SNP MSP Keith Brown said that in total the 2007 Holyrood and local government elections had cost £39.26m.
Mr Brown said almost £9m of the money spent on the 2007 polls had gone to DRS, the company which provided the electronic counting machines.
He said the cost of elections in 2003 had been £17.15m.
There were 146,099 parliamentary ballot papers rejected in last May's Holyrood vote, and a report later found that voters were treated as an "afterthought".
Mr Brown, the MSP for Ochil, is a former deputy returning officer and also a member of the Association of Electoral Administrators.
He said he obtained the information through parliamentary questions and queries to local councils under the Freedom of Information Act.
He said: "The amount spent on the last elections was astounding and it is only now finally coming to light."
Mr Brown said the Holyrood administration had spent almost £5m on the 2007 elections, while the Scotland Office estimated its costs at £19m.
He also claimed local authorities across Scotland spent £15.4m.
Mr Brown claimed Douglas Alexander, the then secretary of state for Scotland, and the previous Scottish Executive had "tripped themselves up in their rush to change rules and regulations at the last minute and the taxpayer has ended up having to pick up the tab".

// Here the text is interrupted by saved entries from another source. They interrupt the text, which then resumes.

//! Run settings passed explicitly to the engine.
//!
//! Everything that shapes a run but is not part of the plan itself lives
//! here: request timeout, results log location and format, channel sizing,
//! summariser cadence and the optional duration limit.

use std::fmt;
use std::path::{Path, PathBuf};
use std::time::Duration;

/// Default per-request timeout.
pub const DEFAULT_TIMEOUT: Duration = Duration::from_secs(60);

/// Default interval between `summary +` / `summary =` log lines.
pub const DEFAULT_SUMMARISER_INTERVAL: Duration = Duration::from_secs(30);

/// Default capacity of the sample channel feeding the result sink.
pub const DEFAULT_CHANNEL_CAPACITY: usize = 1024;

/// Layout of the results log.
#[derive(Debug, Clone, Copy, Default, PartialEq, Eq, clap::ValueEnum)]
pub enum ResultFormat {
    /// Comma-separated values with a JTL-style header row.
    #[default]
    Csv,
    /// One JSON object per line.
    Jsonl,
}

impl fmt::Display for ResultFormat {
    fn fmt(&self, f: &mut fmt::Formatter<'_>) -> fmt::Result {
        f.write_str(match self {
            Self::Csv => "csv",
            Self::Jsonl => "jsonl",
        })
    }
}

/// Settings for a single run.
#[derive(Debug, Clone, PartialEq, Eq)]
pub struct RunSettings {
    /// Results log path.
    pub output: PathBuf,
    pub format: ResultFormat,
    /// Per-request timeout, covering connect through body read.
    pub timeout: Duration,
    /// Bounded capacity of the sample channel.
    pub channel_capacity: usize,
    /// Cadence of the periodic summariser; `None` disables it.
    pub summariser_interval: Option<Duration>,
    /// Where to persist the plan definition before the run, if anywhere.
    pub plan_out: Option<PathBuf>,
    /// Stop the run after this long even if loops remain.
    pub duration_limit: Option<Duration>,
}

impl RunSettings {
    /// Settings writing results to `output`, with every other field at its default.
    pub fn new(output: impl Into<PathBuf>) -> Self {
        Self {
            output: output.into(),
            format: ResultFormat::default(),
            timeout: DEFAULT_TIMEOUT,
            channel_capacity: DEFAULT_CHANNEL_CAPACITY,
            summariser_interval: Some(DEFAULT_SUMMARISER_INTERVAL),
            plan_out: None,
            duration_limit: None,
        }
    }

    pub fn with_format(mut self, format: ResultFormat) -> Self {
        self.format = format;
        self
    }

    pub fn with_timeout(mut self, timeout: Duration) -> Self {
        self.timeout = timeout;
        self
    }

    /// Channel capacity is clamped to at least 1.
    pub fn with_channel_capacity(mut self, capacity: usize) -> Self {
        self.channel_capacity = capacity.max(1);
        self
    }

    pub fn with_summariser_interval(mut self, interval: Option<Duration>) -> Self {
        self.summariser_interval = interval.filter(|d| !d.is_zero());
        self
    }

    pub fn with_plan_out(mut self, path: Option<PathBuf>) -> Self {
        self.plan_out = path;
        self
    }

    pub fn with_duration_limit(mut self, limit: Option<Duration>) -> Self {
        self.duration_limit = limit;
        self
    }
}

/// Default location of the persisted plan for a given results log:
/// `results.jtl` becomes `results.jtl.plan.toml`.
pub fn default_plan_path(output: &Path) -> PathBuf {
    let mut name = output.as_os_str().to_owned();
    name.push(".plan.toml");
    PathBuf::from(name)
}
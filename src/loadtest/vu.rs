//! Virtual user (VU) task loop.
//!
//! Each VU waits for its start offset on the ramp-up timeline, then runs its
//! thread group's controller: the ordered step sequence, once per iteration,
//! with a private [`VariableScope`]. Samples go to the result sink through a
//! [`SinkHandle`].

use std::sync::atomic::{AtomicU32, Ordering};
use std::sync::Arc;
use std::time::Duration;

use tokio_util::sync::CancellationToken;

use crate::loadtest::executor::{RequestExecutor, ThreadInfo};
use crate::loadtest::plan::TestPlan;
use crate::loadtest::scheduler::iterations;
use crate::loadtest::scope::VariableScope;
use crate::loadtest::sink::SinkHandle;

/// Atomic counter tracking the number of currently active virtual users.
///
/// Lightweight wrapper around `Arc<AtomicU32>` for clone-friendly sharing
/// across VU tasks, the scheduler and the result sink.
#[derive(Debug, Clone)]
pub struct ActiveVuCounter(Arc<AtomicU32>);

impl ActiveVuCounter {
    /// Creates a new counter initialized to zero.
    pub fn new() -> Self {
        Self(Arc::new(AtomicU32::new(0)))
    }

    /// Increments the active VU count by one.
    pub fn increment(&self) {
        self.0.fetch_add(1, Ordering::Relaxed);
    }

    /// Decrements the active VU count by one.
    pub fn decrement(&self) {
        self.0.fetch_sub(1, Ordering::Relaxed);
    }

    /// Returns the current number of active VUs.
    pub fn get(&self) -> u32 {
        self.0.load(Ordering::Relaxed)
    }
}

impl Default for ActiveVuCounter {
    fn default() -> Self {
        Self::new()
    }
}

/// Everything one virtual user needs. Built by the scheduler.
#[derive(Debug, Clone)]
pub struct VirtualUser {
    pub plan: Arc<TestPlan>,
    /// Index of the thread group in the plan (0-based).
    pub group_index: usize,
    /// Index of this thread within its group (0-based).
    pub thread_index: u32,
    /// Delay from the group's start before this VU begins.
    pub start_offset: Duration,
    pub executor: RequestExecutor,
    pub sink: SinkHandle,
    pub cancel: CancellationToken,
    pub group_active: ActiveVuCounter,
    pub all_active: ActiveVuCounter,
}

impl VirtualUser {
    /// Thread name as it appears in results: `"<group> <g>-<t>"`, 1-based.
    pub fn thread_name(&self) -> String {
        let group = &self.plan.thread_groups[self.group_index];
        format!(
            "{} {}-{}",
            group.name,
            self.group_index + 1,
            self.thread_index + 1
        )
    }
}

/// Main virtual user task.
///
/// 1. Sleeps until `start_offset` (returns early if the run is cancelled).
/// 2. Runs the controller's step sequence for the computed number of
///    iterations, or until cancelled when the loop is infinite.
/// 3. Checks the cancellation token before each iteration; an in-flight
///    request is never interrupted.
///
/// The active counters are incremented after the start delay and
/// decremented on every exit path after that.
pub async fn vu_loop(vu: VirtualUser) {
    tokio::select! {
        _ = tokio::time::sleep(vu.start_offset) => {}
        _ = vu.cancel.cancelled() => return,
    }

    vu.group_active.increment();
    vu.all_active.increment();

    let completed = vu_loop_inner(&vu).await;
    tracing::debug!(thread = %vu.thread_name(), iterations = completed, "virtual user finished");

    vu.group_active.decrement();
    vu.all_active.decrement();
}

/// Returns the number of completed iterations.
async fn vu_loop_inner(vu: &VirtualUser) -> u64 {
    let group = &vu.plan.thread_groups[vu.group_index];
    let limit = iterations(&group.controller);
    let thread_name = vu.thread_name();
    let mut scope = VariableScope::seeded(&vu.plan.variables);
    let mut completed = 0u64;

    loop {
        if vu.cancel.is_cancelled() {
            return completed;
        }
        if limit.is_some_and(|max| completed >= max) {
            return completed;
        }

        for step in &group.controller.steps {
            let thread = ThreadInfo {
                name: &thread_name,
                group_threads: vu.group_active.get(),
                all_threads: vu.all_active.get(),
            };
            let sample = vu.executor.execute(step, &mut scope, thread).await;
            if !vu.sink.record(sample).await {
                // Writer is gone after a fatal sink error
                return completed;
            }
        }
        completed += 1;
    }
}
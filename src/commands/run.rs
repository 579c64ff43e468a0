//! `loadplan run` command implementation.

use anyhow::{Context, Result};
use std::io::IsTerminal;
use std::path::PathBuf;
use std::time::Duration;

use loadplan::loadtest::engine::LoadTestEngine;
use loadplan::loadtest::plan::TestPlan;
use loadplan::loadtest::report::{write_report, LoadTestReport};
use loadplan::loadtest::settings::{default_plan_path, ResultFormat, RunSettings};
use loadplan::loadtest::summary::render_summary;

/// Arguments of `loadplan run`. Every flag can also come from a `LOADPLAN_*`
/// environment variable.
#[derive(Debug, clap::Args)]
pub struct RunArgs {
    /// Plan file (TOML, or JSON with a .json extension)
    #[arg(long, env = "LOADPLAN_PLAN")]
    pub plan: PathBuf,

    /// Results log to create (truncated if it exists)
    #[arg(long, env = "LOADPLAN_OUTPUT")]
    pub output: PathBuf,

    /// Per-request timeout in seconds
    #[arg(long, env = "LOADPLAN_TIMEOUT", default_value_t = 60, value_parser = clap::value_parser!(u64).range(1..))]
    pub timeout: u64,

    /// Results log format
    #[arg(long, env = "LOADPLAN_FORMAT", value_enum, default_value_t = ResultFormat::Csv)]
    pub format: ResultFormat,

    /// Stop the run after this many seconds even if loops remain
    #[arg(long, env = "LOADPLAN_DURATION")]
    pub duration: Option<u64>,

    /// Where to persist the plan definition (default: <output>.plan.toml)
    #[arg(long, env = "LOADPLAN_SAVE_PLAN", conflicts_with = "no_save_plan")]
    pub save_plan: Option<PathBuf>,

    /// Do not persist the plan definition
    #[arg(long)]
    pub no_save_plan: bool,

    /// Also write a JSON summary report to this path
    #[arg(long, env = "LOADPLAN_REPORT")]
    pub report: Option<PathBuf>,

    /// Seconds between summariser log lines (0 disables them)
    #[arg(long, env = "LOADPLAN_SUMMARY_INTERVAL", default_value_t = 30)]
    pub summary_interval: u64,

    /// Disable colored output
    #[arg(long)]
    pub no_color: bool,
}

/// Execute the `run` command.
///
/// Loads and validates the plan, runs it, prints the terminal summary and
/// optionally writes the JSON report. Sample failures are reported, never
/// turned into an error.
pub async fn execute_run(args: RunArgs) -> Result<()> {
    if !args.plan.exists() {
        anyhow::bail!(
            "Plan file not found: {}\nUse `loadplan init` to create one.",
            args.plan.display()
        );
    }

    eprintln!("Loading plan from: {}", args.plan.display());
    let plan = TestPlan::load(&args.plan)
        .with_context(|| format!("Failed to load plan '{}'", args.plan.display()))?;

    let settings = build_settings(&args);
    let engine = LoadTestEngine::new(plan, settings);
    let result = engine
        .run()
        .await
        .map_err(|e| anyhow::anyhow!("Load test failed: {}", e))?;

    // Set color override based on --no-color flag and TTY detection
    if args.no_color || !std::io::stdout().is_terminal() {
        colored::control::set_override(false);
    }

    println!("{}", render_summary(&result, engine.plan()));

    eprintln!();
    eprintln!("Results written to: {}", result.output.display());
    if let Some(path) = &engine.settings().plan_out {
        eprintln!("Plan saved to: {}", path.display());
    }

    if let Some(path) = &args.report {
        let report = LoadTestReport::from_result(&result, engine.plan());
        match write_report(&report, path) {
            Ok(()) => eprintln!("Report written to: {}", path.display()),
            Err(e) => {
                // Non-fatal -- the run itself completed and its log is written
                eprintln!("Warning: Failed to write report: {}", e);
            },
        }
    }

    Ok(())
}

/// Translate CLI flags into engine settings.
fn build_settings(args: &RunArgs) -> RunSettings {
    let plan_out = if args.no_save_plan {
        None
    } else {
        Some(
            args.save_plan
                .clone()
                .unwrap_or_else(|| default_plan_path(&args.output)),
        )
    };

    RunSettings::new(args.output.clone())
        .with_format(args.format)
        .with_timeout(Duration::from_secs(args.timeout))
        .with_summariser_interval(Some(Duration::from_secs(args.summary_interval)))
        .with_plan_out(plan_out)
        .with_duration_limit(args.duration.map(Duration::from_secs))
}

He said: "The Scotland Office down in London spends all its time telling the Scottish people we can't be trusted to run our own affairs.
"I think the mess they made with these elections is just another example of how they should get their own house in order and that responsibility for running elections in Scotland should be transferred from Westminster to the Scottish Parliament."
A Scotland Office spokesman said: "Much of this spending relates to the introduction of electronic counting, which was only brought in to cope with the Single Transferable Vote (STV) system being used for the local government elections."
He added: "The Scotland Office is only responsible for the Scottish Parliament elections, not the local government elections.
"The decision to move to STV was made by the Scottish Parliament, not the Scotland Office, but we agreed to combine the elections on the same day and incurred the costs of doing so in order to avoid two different counting systems.
"Running two elections on the same day using these two different systems was always likely to incur larger costs, as all those involved well know."